We generate electric power through hydroelectric plants, from coal and fossil fuels, or nuclear plants. Each method has its downside – be it water shortage or inter-state disputes, fouling the environment with pollution dust and greenhouse gases, or safety issues with radioactive damage. Can we at all have a pollution-free and nature-friendly power plant?
Biology appears to suggest a way. A group of researchers at the Wageningen University in the Netherlands, led by Dr. Marjolein Helder, has hit upon a method that generates electricity from living plants and the microbes that live beneath them in the soil, where the plants drop their roots. The plant of course does photosynthesis, using sunlight, water and atmospheric carbon dioxide, generating food in the form of carbohydrates and oxygen for our breathing. The microbes in the soil use some of this organic material coming out of the plants into the ground, metabolise them and, in the process, generate carbon dioxide and hydrogen ions and electrons.

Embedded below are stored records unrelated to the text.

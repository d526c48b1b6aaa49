//! Integration tests for the driver-facing registry contract

mod common;

use std::fs;

use retask::{Registry, RetaskError, RunOutcome, Runner, Task, TaskContext, TaskDecl};

use common::workspace;

struct Hello;
impl Task for Hello {
    fn name(&self) -> &'static str {
        "Hello"
    }
    fn decl(&self) -> TaskDecl {
        TaskDecl::new("greetings", "hello.txt")
    }
    fn run(&self, ctx: &mut TaskContext) -> anyhow::Result<()> {
        fs::write(ctx.output_path(), b"hello")?;
        Ok(())
    }
}
fn hello() -> Box<dyn Task> {
    Box::new(Hello)
}

#[test]
fn run_by_name_through_registry() {
    let root = workspace();
    let runner = Runner::new(root.path());

    let mut registry = Registry::new();
    registry.register(hello).unwrap();

    let outcome = registry.run(&runner, "Hello").unwrap();
    assert_eq!(outcome, RunOutcome::Finished);
    assert!(root.path().join("greetings/OUTPUT/hello.txt").exists());
}

#[test]
fn unknown_name_fails_without_filesystem_side_effects() {
    let root = workspace();
    let runner = Runner::new(root.path());

    let mut registry = Registry::new();
    registry.register(hello).unwrap();

    let err = registry.run(&runner, "Goodbye").unwrap_err();
    assert!(matches!(err, RetaskError::Contract(_)));
    assert!(err.to_string().contains("Task 'Goodbye' is not defined"));

    // no runner invocation happened
    assert_eq!(fs::read_dir(root.path()).unwrap().count(), 0);
}

#[test]
fn names_are_sorted_for_listing() {
    let mut registry = Registry::new();

    struct Zeta;
    impl Task for Zeta {
        fn name(&self) -> &'static str {
            "Zeta"
        }
        fn decl(&self) -> TaskDecl {
            TaskDecl::new("d", "z.out")
        }
        fn run(&self, _ctx: &mut TaskContext) -> anyhow::Result<()> {
            Ok(())
        }
    }
    fn zeta() -> Box<dyn Task> {
        Box::new(Zeta)
    }

    registry.register(zeta).unwrap();
    registry.register(hello).unwrap();
    assert_eq!(registry.names(), vec!["Hello", "Zeta"]);
}
use crate::services::amplification_types::{AmplificationReport, StageOrders};

/// Display rounding: units as whole numbers, currency to two decimals, the
/// overproduction ratio to one decimal place.
pub fn format_amplification_report(report: &AmplificationReport) -> String {
    let mut lines = Vec::new();
    lines.push("Bullwhip Amplification Report".to_string());
    lines.push(format!("Scenario: {}", report.scenario));
    lines.push(format!("Base demand: {} units", report.base_demand.round()));
    lines.push(format!("Demand spike: {}%", report.demand_spike_pct));
    lines.push(format!("Safety buffer: {}%", report.safety_buffer_pct));
    lines.push(format!("Unit price: {:.2}", report.unit_price));
    lines.push(String::new());
    lines.push("Orders per stage:".to_string());
    lines.push("Stage | Baseline | Amplified".to_string());
    lines.push("------|----------|----------".to_string());
    for stage in &report.stages {
        lines.push(format_stage_row(stage));
    }
    lines.push(String::new());
    lines.push(format!(
        "Excess inventory: {} units",
        report.excess_inventory.round()
    ));
    lines.push(format!("Trapped capital: {:.2}", report.trapped_capital));
    lines.push(format!(
        "{} overproduction: {:.1}%",
        final_stage_label(report),
        report.final_overproduction_pct
    ));

    lines.join("\n")
}

fn format_stage_row(stage: &StageOrders) -> String {
    format!(
        "{} | {} | {}",
        stage.stage,
        stage.baseline.round(),
        stage.amplified.round()
    )
}

fn final_stage_label(report: &AmplificationReport) -> &str {
    report
        .stages
        .last()
        .map(|stage| stage.stage.as_str())
        .unwrap_or("Final stage")
}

While the plant above the ground does photochemistry, the bacteria beneath do electrochemistry, generating positive and negative ions. What Dr. Helder and colleagues have done is to place positive and negative electrodes in appropriate positions and obtain an electric current, just as we do with batteries. This method of producing electricity is through what is termed as plant microbial fuel cells (PMFC).
Look at the simplicity of it. The method is completely natural and environment-friendly, needs no externally added material and is part of a cyclic process in nature. But how much electricity is produced with such PMFC? It depends on the size. A small 50 cm x 50 cm plot of a garden is estimated to produce 5 volts of electricity, while a 100 square metre garden gives enough electric power to charge a cell phone or to light up several LED light bulbs. Indeed the Wageningen group has lit up their Atlas building with LED bulbs, using PMFCs, and a mobile phone charging station in a place at the nearby town Tilburg.
Theory suggests that one should be able to generate 3.2 watts of electric power per square meter (3.2W/m2), using PMFCs. The best level obtained so far in practice is but a sixteenth of it, namely, 220 mW/m2. Thus, improvement in efficiency needs to be done, both by adding such microbes in the soil which perform better, and by enhancing the area by miles and miles of grass lawns, farm lands and focus on paddy fields and similar acreages. These will also bring the cost–benefit ratio to acceptable proportions.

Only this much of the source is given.